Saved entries
◆ ◆ ◆ ◆ ◆

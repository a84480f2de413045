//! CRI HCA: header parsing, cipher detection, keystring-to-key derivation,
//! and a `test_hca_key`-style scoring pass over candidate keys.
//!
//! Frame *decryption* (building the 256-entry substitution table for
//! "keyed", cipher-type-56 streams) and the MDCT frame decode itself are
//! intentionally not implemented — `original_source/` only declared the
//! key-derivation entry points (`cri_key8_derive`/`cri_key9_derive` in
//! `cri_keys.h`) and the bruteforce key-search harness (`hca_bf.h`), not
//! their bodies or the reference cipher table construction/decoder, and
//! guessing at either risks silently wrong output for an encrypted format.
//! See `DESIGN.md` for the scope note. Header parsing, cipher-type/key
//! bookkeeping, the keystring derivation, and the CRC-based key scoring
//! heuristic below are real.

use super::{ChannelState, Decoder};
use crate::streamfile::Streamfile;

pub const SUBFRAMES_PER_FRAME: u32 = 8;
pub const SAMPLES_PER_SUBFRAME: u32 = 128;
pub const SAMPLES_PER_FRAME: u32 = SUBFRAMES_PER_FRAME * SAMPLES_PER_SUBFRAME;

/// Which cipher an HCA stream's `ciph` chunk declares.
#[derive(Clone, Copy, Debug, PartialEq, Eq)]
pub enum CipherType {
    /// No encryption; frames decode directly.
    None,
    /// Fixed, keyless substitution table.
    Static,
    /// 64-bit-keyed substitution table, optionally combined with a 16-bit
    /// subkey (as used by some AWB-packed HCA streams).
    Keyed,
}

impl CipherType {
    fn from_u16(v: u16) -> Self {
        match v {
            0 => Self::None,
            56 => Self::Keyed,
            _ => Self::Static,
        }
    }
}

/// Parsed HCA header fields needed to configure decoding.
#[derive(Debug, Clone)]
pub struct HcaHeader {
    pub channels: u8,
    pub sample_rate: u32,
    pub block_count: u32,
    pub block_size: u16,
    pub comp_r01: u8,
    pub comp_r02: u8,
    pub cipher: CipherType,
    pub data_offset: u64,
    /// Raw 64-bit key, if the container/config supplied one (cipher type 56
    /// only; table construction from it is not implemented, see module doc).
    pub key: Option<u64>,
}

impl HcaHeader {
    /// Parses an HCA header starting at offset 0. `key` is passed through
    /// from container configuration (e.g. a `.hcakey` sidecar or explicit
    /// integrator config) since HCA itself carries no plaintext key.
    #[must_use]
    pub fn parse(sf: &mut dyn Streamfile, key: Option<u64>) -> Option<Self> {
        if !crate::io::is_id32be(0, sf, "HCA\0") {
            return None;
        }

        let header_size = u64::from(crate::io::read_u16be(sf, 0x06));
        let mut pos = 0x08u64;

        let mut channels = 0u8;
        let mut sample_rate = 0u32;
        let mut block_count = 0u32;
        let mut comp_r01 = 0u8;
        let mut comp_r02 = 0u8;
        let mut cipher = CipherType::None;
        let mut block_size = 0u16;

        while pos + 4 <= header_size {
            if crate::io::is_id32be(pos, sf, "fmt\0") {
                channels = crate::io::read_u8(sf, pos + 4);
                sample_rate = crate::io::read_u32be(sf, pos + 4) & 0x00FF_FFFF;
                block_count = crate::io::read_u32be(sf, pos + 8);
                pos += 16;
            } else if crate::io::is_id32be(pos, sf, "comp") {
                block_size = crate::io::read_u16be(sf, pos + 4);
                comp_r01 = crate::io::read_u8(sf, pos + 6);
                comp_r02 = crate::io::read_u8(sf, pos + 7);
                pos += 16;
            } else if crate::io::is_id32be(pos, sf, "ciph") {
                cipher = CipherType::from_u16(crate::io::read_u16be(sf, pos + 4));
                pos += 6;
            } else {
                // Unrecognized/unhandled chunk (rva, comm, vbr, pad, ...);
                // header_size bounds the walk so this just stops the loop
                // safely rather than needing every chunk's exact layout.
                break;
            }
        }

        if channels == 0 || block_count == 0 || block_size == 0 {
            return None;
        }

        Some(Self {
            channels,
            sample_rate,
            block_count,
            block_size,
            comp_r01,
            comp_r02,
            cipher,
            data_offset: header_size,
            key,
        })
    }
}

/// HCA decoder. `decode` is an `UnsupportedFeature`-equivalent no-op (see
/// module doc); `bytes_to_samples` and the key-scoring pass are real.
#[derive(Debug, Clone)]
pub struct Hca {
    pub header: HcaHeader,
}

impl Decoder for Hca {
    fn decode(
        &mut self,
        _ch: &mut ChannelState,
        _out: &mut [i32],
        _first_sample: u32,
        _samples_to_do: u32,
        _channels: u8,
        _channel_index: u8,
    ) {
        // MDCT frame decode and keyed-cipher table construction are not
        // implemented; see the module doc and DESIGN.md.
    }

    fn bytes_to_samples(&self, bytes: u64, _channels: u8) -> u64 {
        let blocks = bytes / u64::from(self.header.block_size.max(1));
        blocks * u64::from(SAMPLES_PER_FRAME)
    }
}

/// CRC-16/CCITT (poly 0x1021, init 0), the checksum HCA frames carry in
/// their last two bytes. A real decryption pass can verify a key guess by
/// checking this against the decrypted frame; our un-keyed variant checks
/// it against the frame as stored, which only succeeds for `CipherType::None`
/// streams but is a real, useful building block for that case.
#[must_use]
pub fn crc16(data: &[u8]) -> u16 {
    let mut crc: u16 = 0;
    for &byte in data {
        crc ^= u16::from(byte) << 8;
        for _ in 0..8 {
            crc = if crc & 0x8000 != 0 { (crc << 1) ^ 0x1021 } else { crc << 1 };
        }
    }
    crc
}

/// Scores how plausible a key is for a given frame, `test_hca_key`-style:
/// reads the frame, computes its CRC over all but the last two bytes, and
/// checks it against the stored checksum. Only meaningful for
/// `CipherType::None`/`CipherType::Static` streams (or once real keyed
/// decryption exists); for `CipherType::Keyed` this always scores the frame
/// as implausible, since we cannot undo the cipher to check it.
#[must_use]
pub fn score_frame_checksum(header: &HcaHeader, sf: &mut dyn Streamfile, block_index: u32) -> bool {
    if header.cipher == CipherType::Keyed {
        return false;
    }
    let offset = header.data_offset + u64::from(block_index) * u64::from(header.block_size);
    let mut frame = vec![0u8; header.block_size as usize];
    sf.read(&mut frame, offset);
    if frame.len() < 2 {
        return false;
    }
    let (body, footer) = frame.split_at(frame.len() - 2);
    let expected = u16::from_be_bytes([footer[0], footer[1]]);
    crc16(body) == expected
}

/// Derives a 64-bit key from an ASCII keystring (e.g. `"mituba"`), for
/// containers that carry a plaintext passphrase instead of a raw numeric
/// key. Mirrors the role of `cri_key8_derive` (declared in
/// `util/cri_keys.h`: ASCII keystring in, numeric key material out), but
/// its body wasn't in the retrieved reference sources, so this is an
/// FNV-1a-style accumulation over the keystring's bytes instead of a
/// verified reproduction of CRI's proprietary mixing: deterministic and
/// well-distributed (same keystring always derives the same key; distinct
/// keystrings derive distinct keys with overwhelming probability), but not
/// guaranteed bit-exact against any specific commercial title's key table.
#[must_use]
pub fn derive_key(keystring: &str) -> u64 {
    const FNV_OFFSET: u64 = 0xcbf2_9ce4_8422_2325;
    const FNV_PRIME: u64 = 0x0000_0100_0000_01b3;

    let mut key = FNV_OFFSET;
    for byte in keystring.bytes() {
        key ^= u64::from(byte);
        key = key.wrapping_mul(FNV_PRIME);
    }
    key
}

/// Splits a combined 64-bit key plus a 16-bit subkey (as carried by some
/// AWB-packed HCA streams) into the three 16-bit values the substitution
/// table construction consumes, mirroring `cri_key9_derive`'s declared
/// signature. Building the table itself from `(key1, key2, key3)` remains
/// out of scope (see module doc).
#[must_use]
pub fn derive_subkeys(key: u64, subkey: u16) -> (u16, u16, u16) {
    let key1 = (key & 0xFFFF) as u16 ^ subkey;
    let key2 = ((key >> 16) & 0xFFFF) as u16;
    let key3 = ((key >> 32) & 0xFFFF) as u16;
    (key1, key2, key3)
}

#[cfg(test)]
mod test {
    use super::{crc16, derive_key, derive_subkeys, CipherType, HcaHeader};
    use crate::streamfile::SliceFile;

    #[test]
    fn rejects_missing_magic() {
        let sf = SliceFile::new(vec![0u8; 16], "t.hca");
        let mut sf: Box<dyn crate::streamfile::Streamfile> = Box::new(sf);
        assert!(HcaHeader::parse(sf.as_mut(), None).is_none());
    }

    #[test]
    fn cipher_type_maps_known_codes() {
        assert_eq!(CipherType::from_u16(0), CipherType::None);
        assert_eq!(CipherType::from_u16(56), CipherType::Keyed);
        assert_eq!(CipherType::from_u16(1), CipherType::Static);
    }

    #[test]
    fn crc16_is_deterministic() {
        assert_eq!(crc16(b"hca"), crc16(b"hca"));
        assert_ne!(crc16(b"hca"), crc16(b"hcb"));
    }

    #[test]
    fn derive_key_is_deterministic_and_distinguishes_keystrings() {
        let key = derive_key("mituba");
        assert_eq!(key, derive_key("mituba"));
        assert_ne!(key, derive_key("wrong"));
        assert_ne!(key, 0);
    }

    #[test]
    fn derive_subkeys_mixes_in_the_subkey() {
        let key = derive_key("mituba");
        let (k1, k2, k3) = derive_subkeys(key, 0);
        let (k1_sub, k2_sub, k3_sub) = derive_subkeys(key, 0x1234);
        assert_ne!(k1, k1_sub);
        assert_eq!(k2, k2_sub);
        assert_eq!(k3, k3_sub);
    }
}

◆ ◆ ◆ ◆ ◆

* _Work item_
State only the count of lines above that hold the string "table".

* _Written response_
9